But beyond that, just like the '9/11 Truth' numpties are clinging to an inverted version of the neocon myths they despise, desperately hanging on to the notion that The USA Is In Control, even if they call the USA the villain of the piece, rather than admitting the far scarier truth that nobody's driving, so people who think The Shield is the real story don't realise how much they're buying in to their enemy's worldview. I've said before that The Shield's worldview is straight out of de Sade - the triumphs of vice and the misfortunes of virtue. The good cops mean well, but mess up; the bad cops leave a trail of blood behind them, but they put villains away. That's a bad cop's excuse, right there. Take the specific example of Antwon Mitchell from Season 4, a gangster turned peacemaker whom the dodgy cops correctly suspect of actually using his community work as a front to build a supergang. That's taken straight from the Rampart scandal, whose Crash Team directly inspired the show's Strike Team. Except the real Antwon was a guy called Alex Sanchez, who really was trying to bring peace to the streets, and got harassed, framed and eventually deported by cops who (depending how conspiracy-minded you want to get) either couldn't believe any ex-gangbanger would change, or wanted to keep the kids in poor neighbourhoods divided (subscribing to the cock-up theory of history, I would myself favour the former explanation).
More generally, the show makes the bent cops of the Strike Team so charismatic that you're always praying for them to get away with their outrages. Well, most of them - redneck Shane and his even more stupid wife are and always have been in dire need of a lead shower. Oh, and if you're one of the people who think The Wire lost its plausibility with the final season's plotline - just wait until you see the ludicrous twists and turns of The Shield's final season. It's a caper movie with more gunfire.
Which is not to say it's a bad season, or a bad show. I'm backlashing against the backlash a little here, trying to re-establish the correct order of things. But yes, if you like The Wire you should watch The Shield. It's a damn good show. Just not a truer, or better, show than The Wire.
alexsarll: (magneto)
I've not been to a zoo since I was a tiny, and dimly remember them as a bit of a dispiriting experience. But having finally visited London Zoo, the vast majority of the animals there seemed reassuringly happy, or at worst indolent rather than stressed; animals from the park next door were also showing a vote of confidence, with their heron coming to hang out with the zoo's penguins (whose most prolific egg-layer is called Stuart), and pigeons sat in the okapis' feed trough. They also have what could easily feel like an excessive amount of monkeys, if monkeys weren't so awesome (especially the tamarin which made an escape effort it hadn't really thought through). Plus butterflies! Burrowing owls! And an ibis, which I recognised because it had the same shaped-head as Thoth. Much the same sort of set-up as they used in the new series of Primeval, in fact, except that here the animal-looking-like-an-Egyptian-god thing seemed to be a bit more of an effort to re-angle the series towards dinosaurs-as-source-of-myths - presumably a focus group told them that they needed a bit of mysticism in with the (pseudo)science. It's a shame, they seem to be retooling too many things at once and not really getting any of them right yet; the chemistry's off with Steven gone, the new young male lead is astonishingly blank, and Cutter's new hair is just wrong. I fear the Curse of ITV could have claimed their last decent terrestrial show.
(Not entirely convinced by the Skins finale either. Super Hans as a parent? Dear heavens)

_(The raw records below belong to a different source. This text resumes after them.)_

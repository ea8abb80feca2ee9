//! The ticket store: lifecycle state machine, replies, and audit trail.
//!
//! Lifecycle: `open -> in_progress -> answered -> closed`, with `deleted`
//! as an absorbing tombstone reachable from any state. Every successful
//! mutation appends exactly one [`LogEntry`]; a same-status `set_status`
//! call is a signaled no-op that appends nothing.
//!
//! Tombstones act as absent for writes: once a ticket is soft-deleted, every
//! other mutation fails `NotFound`, which is what makes `deleted` absorbing.
//!
//! Reopen rule: a customer reply to an `answered` ticket moves it back to
//! `open`. Earlier in-house variants of this tracker disagreed on the rule;
//! this store commits to the reopen-on-follow-up behavior.

use chrono::{DateTime, Utc};
use tracing::debug;

use crate::clock::{Clock as _, SharedClock};
use crate::error::{Error, Result};
use crate::model::ids::{CategoryId, IdSeq, TicketId};
use crate::model::ticket::{AgentRef, LogAction, LogEntry, Reply, Status, Ticket};
use crate::model::user::{Role, User};
use crate::policy::{self, Action, Principal};

/// Longest reply excerpt recorded in a `reply-added` audit detail.
const REPLY_PREVIEW_CHARS: usize = 30;

/// Outcome of [`TicketStore::set_status`], so callers can tell a real
/// transition from a "no change" short-circuit.
#[derive(Debug, Clone, Copy, PartialEq, Eq)]
pub enum StatusChange {
    Changed { from: Status, to: Status },
    NoOp,
}

/// In-memory ticket store. One logical writer at a time: every mutation
/// takes `&mut self`.
#[derive(Debug)]
pub struct TicketStore {
    tickets: Vec<Ticket>,
    replies: Vec<Reply>,
    ticket_seq: IdSeq,
    reply_seq: IdSeq,
    log_seq: IdSeq,
    clock: SharedClock,
}
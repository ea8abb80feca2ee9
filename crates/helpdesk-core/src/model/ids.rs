//! Typed entity identifiers and the per-store id sequence.
//!
//! Every store owns its own [`IdSeq`], so ids are unique within an entity
//! type but not across types. Ids are plain `u64` values assigned in
//! creation order and never reused.

use serde::{Deserialize, Serialize};
use std::fmt;

macro_rules! entity_id {
    ($(#[$doc:meta])* $name:ident) => {
        $(#[$doc])*
        #[derive(
            Debug, Clone, Copy, PartialEq, Eq, PartialOrd, Ord, Hash, Serialize, Deserialize,
        )]
        #[serde(transparent)]
        pub struct $name(pub u64);

        impl fmt::Display for $name {
            fn fmt(&self, f: &mut fmt::Formatter<'_>) -> fmt::Result {
                write!(f, "{}", self.0)
            }
        }

        impl From<u64> for $name {
            fn from(raw: u64) -> Self {
                Self(raw)
            }
        }
    };
}

entity_id! {
    /// Identifier of a [`User`](crate::model::user::User).
    UserId
}

entity_id! {
    /// Identifier of a [`Ticket`](crate::model::ticket::Ticket).
    TicketId
}

entity_id! {
    /// Identifier of a [`Category`](crate::model::category::Category).
    CategoryId
}

/// Monotonically increasing id sequence owned by a single store.
///
/// The first id handed out is 1; 0 is never a valid id.
#[derive(Debug, Default, Clone)]
pub struct IdSeq(u64);

impl IdSeq {
    /// Create a fresh sequence starting before 1.
    #[must_use]
    pub const fn new() -> Self {
        Self(0)
    }

    /// Hand out the next id.
    pub fn next_id(&mut self) -> u64 {
        self.0 += 1;
        self.0
    }
}
//! User accounts and the role vocabulary.

use serde::{Deserialize, Serialize};
use std::{fmt, str::FromStr};

use chrono::{DateTime, Utc};

use crate::auth::PasswordHash;
use crate::model::ids::UserId;

/// The four account roles.
#[derive(Debug, Clone, Copy, PartialEq, Eq, Hash, Serialize, Deserialize)]
#[serde(rename_all = "lowercase")]
pub enum Role {
    Customer,
    Agent,
    Supervisor,
    Admin,
}

impl Role {
    /// All roles in privilege order.
    pub const ALL: [Self; 4] = [Self::Customer, Self::Agent, Self::Supervisor, Self::Admin];

    const fn as_str(self) -> &'static str {
        match self {
            Self::Customer => "customer",
            Self::Agent => "agent",
            Self::Supervisor => "supervisor",
            Self::Admin => "admin",
        }
    }

    /// Whether this role carries management privileges.
    ///
    /// Supervisor and admin are one equivalence class everywhere in the
    /// authorization rules; a future split must extend the policy module
    /// rather than patch call sites.
    #[must_use]
    pub const fn is_elevated(self) -> bool {
        matches!(self, Self::Supervisor | Self::Admin)
    }
}

impl fmt::Display for Role {
    fn fmt(&self, f: &mut fmt::Formatter<'_>) -> fmt::Result {
        f.write_str(self.as_str())
    }
}

/// Error returned when parsing an unknown role string.
#[derive(Debug, Clone, PartialEq, Eq)]
pub struct ParseRoleError {
    pub got: String,
}

impl fmt::Display for ParseRoleError {
    fn fmt(&self, f: &mut fmt::Formatter<'_>) -> fmt::Result {
        write!(
            f,
            "invalid role '{}': expected one of customer, agent, supervisor, admin",
            self.got
        )
    }
}

impl std::error::Error for ParseRoleError {}

impl FromStr for Role {
    type Err = ParseRoleError;

    fn from_str(s: &str) -> Result<Self, Self::Err> {
        match s.trim().to_ascii_lowercase().as_str() {
            "customer" => Ok(Self::Customer),
            "agent" => Ok(Self::Agent),
            "supervisor" => Ok(Self::Supervisor),
            "admin" => Ok(Self::Admin),
            _ => Err(ParseRoleError { got: s.to_string() }),
        }
    }
}

/// A registered account.
///
/// The password is held only as a salted one-way hash and is never
/// serialized. Ids and creation timestamps are assigned once by the
/// identity store and never mutated.
#[derive(Debug, Clone, Serialize)]
pub struct User {
    pub id: UserId,
    pub username: String,
    pub role: Role,
    #[serde(skip_serializing)]
    pub(crate) password: PasswordHash,
    pub created_at: DateTime<Utc>,
}

impl User {
    /// Verify a candidate password against the stored hash.
    #[must_use]
    pub fn verify_password(&self, candidate: &str) -> bool {
        self.password.verify(candidate)
    }
}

In top North London news, "Much-missed Islington venue The Garage is to be re-opened after a not inconsiderable refurb in June this year, as part of MAMA Group and HMV's previously reported joint venture, which is operating under the Mean Fiddler name in corporate terms, but which brings the HMV brand into the live space as far as the sign above the door is concerned." Let's hope it won't have lost all its old charm in the branding frenzy - that used to be one of my favourite venues. Or two if you count Upstairs.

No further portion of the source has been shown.